Task statement
Among the entries below, extract exactly the lines that run from the one with "filename src/speed.rs" through the one with "speed is reported.", both ends included.

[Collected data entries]

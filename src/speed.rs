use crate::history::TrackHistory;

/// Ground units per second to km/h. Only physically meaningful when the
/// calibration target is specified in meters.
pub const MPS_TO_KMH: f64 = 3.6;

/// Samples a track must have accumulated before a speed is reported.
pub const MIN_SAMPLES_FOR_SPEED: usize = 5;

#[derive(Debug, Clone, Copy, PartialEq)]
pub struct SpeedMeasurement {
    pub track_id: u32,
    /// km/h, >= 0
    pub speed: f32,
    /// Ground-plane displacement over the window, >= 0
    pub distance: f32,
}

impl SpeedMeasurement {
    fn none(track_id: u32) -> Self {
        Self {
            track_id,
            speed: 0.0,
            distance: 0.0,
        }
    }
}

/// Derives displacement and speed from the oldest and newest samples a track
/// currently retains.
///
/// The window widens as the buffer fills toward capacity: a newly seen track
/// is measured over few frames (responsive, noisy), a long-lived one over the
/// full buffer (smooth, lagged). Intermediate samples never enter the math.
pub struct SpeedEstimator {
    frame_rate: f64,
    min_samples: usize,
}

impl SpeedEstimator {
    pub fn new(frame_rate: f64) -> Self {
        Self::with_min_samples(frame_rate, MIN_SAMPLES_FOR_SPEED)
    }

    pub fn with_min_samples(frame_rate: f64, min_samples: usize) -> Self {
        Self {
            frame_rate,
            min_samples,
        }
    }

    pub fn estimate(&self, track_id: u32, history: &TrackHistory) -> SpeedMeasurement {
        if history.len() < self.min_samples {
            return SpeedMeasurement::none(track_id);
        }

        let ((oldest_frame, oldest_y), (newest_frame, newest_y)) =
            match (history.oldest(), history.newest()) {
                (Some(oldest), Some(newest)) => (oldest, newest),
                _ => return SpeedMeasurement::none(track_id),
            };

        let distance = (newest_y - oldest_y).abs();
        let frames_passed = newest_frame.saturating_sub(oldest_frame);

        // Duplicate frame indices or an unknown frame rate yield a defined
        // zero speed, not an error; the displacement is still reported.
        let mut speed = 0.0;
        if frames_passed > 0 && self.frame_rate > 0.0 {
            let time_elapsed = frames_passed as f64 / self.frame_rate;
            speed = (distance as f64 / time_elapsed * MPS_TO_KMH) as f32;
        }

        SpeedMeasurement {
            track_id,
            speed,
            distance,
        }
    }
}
--
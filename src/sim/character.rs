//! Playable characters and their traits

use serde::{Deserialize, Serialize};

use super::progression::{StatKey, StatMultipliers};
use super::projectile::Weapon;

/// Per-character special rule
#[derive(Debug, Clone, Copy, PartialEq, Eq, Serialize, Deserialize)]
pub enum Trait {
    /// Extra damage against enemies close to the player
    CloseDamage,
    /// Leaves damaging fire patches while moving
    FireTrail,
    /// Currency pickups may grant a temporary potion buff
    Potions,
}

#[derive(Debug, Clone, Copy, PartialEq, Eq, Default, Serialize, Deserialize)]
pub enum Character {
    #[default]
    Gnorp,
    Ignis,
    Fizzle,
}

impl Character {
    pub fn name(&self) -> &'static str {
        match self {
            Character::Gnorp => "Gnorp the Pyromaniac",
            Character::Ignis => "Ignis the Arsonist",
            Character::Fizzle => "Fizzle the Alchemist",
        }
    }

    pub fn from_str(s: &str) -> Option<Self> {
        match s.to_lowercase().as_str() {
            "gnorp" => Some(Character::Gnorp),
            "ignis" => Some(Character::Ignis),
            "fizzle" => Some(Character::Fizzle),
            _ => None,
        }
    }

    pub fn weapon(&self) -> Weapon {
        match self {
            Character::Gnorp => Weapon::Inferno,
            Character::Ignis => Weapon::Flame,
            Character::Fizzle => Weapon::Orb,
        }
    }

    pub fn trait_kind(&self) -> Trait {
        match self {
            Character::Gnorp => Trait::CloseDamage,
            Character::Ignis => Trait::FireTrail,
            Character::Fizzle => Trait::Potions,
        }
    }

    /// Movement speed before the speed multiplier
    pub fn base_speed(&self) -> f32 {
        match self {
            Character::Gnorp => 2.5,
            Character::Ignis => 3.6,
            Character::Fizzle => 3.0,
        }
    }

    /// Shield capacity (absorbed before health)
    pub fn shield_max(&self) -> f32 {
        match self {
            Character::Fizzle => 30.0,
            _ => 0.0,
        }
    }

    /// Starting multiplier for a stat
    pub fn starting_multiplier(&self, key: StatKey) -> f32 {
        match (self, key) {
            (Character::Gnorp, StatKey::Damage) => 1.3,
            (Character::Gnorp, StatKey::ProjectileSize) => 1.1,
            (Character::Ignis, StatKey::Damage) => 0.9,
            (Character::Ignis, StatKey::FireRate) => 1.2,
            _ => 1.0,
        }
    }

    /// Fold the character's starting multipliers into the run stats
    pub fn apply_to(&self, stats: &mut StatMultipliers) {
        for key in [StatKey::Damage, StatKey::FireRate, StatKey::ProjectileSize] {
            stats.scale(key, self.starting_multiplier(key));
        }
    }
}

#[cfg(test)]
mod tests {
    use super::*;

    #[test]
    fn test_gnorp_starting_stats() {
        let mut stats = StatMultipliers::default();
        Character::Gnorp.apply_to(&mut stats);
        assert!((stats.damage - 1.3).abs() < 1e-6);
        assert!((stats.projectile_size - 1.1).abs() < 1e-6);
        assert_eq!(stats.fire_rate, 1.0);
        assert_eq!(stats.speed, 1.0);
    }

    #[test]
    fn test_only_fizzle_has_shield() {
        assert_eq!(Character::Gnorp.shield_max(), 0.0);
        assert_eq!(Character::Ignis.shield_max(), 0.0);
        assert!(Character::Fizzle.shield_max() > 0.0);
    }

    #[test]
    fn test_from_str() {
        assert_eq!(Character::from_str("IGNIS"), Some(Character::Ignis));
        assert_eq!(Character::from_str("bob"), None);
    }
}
==
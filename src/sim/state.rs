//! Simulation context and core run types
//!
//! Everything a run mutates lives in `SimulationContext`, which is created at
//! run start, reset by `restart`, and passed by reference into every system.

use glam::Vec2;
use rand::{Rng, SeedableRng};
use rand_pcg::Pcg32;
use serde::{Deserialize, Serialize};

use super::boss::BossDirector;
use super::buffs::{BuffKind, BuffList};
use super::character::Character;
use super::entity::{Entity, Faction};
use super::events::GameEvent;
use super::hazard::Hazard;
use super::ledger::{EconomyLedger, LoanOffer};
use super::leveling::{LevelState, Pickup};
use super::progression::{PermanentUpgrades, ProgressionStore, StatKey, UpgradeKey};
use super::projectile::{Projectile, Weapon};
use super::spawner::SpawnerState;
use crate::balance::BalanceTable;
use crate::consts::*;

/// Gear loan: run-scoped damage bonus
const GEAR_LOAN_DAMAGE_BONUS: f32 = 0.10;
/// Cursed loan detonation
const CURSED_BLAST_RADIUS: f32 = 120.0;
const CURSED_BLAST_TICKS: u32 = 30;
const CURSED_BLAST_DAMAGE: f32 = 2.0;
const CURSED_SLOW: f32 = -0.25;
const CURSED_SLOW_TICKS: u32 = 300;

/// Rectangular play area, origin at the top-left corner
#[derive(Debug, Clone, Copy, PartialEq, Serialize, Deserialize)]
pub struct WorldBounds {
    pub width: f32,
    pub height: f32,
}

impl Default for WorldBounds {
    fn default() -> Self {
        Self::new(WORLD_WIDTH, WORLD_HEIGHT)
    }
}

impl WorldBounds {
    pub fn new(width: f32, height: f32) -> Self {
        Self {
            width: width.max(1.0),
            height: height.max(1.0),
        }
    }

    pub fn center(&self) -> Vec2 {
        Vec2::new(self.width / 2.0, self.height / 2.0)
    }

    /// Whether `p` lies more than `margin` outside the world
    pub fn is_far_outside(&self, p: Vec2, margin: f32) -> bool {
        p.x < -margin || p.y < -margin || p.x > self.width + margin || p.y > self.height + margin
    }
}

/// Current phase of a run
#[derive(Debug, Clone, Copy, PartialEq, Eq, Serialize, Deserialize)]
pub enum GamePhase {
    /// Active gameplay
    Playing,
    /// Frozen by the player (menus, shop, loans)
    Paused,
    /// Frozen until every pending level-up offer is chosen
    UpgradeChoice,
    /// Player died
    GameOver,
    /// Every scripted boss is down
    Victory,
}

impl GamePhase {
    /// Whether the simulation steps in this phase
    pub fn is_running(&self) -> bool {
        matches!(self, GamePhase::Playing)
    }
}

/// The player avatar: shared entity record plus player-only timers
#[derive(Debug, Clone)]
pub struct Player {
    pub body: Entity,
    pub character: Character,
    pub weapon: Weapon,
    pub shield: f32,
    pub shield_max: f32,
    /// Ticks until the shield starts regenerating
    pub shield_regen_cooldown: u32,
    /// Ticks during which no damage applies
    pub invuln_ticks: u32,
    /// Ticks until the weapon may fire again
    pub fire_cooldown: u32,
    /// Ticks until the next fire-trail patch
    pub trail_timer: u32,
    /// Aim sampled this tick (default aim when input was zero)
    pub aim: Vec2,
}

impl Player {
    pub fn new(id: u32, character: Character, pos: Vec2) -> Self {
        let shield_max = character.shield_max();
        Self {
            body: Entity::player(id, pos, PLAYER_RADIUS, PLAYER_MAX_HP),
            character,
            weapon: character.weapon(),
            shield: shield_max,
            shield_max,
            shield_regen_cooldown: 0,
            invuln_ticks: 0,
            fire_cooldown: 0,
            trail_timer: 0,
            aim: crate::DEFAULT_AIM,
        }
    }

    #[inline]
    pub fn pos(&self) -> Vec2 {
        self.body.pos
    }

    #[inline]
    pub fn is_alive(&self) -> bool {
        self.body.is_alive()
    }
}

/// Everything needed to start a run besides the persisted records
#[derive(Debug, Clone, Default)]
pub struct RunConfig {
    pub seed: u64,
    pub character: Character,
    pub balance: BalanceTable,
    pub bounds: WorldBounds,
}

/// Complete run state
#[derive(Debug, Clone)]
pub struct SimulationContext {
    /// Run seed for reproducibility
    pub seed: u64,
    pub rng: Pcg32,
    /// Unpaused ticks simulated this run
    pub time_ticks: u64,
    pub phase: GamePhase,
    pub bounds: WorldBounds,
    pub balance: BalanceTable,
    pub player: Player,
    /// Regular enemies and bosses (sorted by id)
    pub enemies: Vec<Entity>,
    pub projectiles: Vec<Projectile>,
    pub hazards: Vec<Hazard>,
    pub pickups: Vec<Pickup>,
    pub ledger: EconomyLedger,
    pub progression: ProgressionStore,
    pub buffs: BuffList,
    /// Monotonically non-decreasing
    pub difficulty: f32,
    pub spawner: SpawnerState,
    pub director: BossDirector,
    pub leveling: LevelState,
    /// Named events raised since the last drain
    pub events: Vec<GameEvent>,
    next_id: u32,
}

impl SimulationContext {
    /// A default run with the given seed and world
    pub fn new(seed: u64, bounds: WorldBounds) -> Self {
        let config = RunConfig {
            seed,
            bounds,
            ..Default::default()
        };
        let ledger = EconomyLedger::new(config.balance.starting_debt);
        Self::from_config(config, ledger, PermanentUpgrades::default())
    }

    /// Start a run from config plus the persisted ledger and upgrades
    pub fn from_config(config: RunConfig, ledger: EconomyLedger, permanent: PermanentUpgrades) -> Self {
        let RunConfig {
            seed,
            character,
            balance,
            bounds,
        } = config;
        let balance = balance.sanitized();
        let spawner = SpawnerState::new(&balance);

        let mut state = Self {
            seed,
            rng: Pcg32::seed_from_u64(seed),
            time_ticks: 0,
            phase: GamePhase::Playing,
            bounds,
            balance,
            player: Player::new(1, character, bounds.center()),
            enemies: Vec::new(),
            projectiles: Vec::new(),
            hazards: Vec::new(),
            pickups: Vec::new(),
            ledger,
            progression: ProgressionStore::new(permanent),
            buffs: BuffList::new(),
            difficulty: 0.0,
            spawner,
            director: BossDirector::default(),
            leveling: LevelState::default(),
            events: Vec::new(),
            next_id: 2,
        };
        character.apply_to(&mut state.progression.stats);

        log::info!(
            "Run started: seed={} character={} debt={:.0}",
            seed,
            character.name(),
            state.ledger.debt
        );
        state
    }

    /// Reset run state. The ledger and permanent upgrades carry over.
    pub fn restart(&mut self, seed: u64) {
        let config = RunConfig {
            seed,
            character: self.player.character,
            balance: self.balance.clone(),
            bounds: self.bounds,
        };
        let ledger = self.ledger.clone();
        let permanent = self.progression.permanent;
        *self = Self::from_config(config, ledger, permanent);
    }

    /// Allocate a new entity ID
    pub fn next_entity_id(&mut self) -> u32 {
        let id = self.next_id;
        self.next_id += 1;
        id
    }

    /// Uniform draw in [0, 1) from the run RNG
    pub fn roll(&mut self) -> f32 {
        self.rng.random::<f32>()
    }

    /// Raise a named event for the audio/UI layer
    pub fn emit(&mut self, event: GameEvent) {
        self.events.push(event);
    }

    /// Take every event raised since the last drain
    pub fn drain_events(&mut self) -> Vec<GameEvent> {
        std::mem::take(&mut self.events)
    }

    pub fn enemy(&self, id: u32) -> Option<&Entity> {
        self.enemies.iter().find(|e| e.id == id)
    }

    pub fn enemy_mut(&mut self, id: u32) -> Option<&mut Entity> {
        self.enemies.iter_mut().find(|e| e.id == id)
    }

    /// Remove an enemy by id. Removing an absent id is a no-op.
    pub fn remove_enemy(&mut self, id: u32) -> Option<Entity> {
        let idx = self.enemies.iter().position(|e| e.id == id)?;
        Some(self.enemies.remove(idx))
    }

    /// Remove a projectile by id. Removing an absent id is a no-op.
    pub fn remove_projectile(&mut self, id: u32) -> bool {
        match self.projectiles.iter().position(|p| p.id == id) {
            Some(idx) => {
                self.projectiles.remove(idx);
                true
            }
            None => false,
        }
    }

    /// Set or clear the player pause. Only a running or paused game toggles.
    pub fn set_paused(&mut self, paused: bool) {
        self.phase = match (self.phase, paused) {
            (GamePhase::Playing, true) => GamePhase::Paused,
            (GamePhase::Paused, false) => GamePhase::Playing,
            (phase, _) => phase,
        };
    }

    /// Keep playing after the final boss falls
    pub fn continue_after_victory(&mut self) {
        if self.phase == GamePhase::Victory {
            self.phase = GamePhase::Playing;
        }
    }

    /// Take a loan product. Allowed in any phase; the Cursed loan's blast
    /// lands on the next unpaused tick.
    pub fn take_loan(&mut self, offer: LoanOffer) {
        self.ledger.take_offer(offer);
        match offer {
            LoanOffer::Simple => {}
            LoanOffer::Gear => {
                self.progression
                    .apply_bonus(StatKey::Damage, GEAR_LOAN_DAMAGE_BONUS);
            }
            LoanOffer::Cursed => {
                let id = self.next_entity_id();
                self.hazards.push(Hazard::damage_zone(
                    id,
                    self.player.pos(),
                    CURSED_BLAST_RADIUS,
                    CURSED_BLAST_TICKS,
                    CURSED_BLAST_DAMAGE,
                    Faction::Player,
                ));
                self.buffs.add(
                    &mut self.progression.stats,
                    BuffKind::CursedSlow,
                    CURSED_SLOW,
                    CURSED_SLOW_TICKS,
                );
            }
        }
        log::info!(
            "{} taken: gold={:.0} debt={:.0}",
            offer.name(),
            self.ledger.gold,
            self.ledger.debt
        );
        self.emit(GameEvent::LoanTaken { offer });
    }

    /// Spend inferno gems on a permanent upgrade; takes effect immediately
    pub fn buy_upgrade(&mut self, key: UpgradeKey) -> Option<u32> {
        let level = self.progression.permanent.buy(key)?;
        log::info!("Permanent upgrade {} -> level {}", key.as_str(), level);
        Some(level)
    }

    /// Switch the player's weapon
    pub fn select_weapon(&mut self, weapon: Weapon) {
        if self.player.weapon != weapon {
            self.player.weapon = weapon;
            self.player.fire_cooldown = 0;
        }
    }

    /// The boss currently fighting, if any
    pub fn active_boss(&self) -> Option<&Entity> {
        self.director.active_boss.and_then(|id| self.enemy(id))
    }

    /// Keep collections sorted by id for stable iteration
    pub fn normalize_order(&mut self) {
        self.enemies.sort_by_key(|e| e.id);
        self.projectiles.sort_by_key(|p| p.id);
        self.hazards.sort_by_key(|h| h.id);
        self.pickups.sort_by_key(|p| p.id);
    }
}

Expected answer
filename src/speed.rs
use crate::history::TrackHistory;

/// Ground units per second to km/h. Only physically meaningful when the
/// calibration target is specified in meters.
pub const MPS_TO_KMH: f64 = 3.6;

/// Samples a track must have accumulated before a speed is reported.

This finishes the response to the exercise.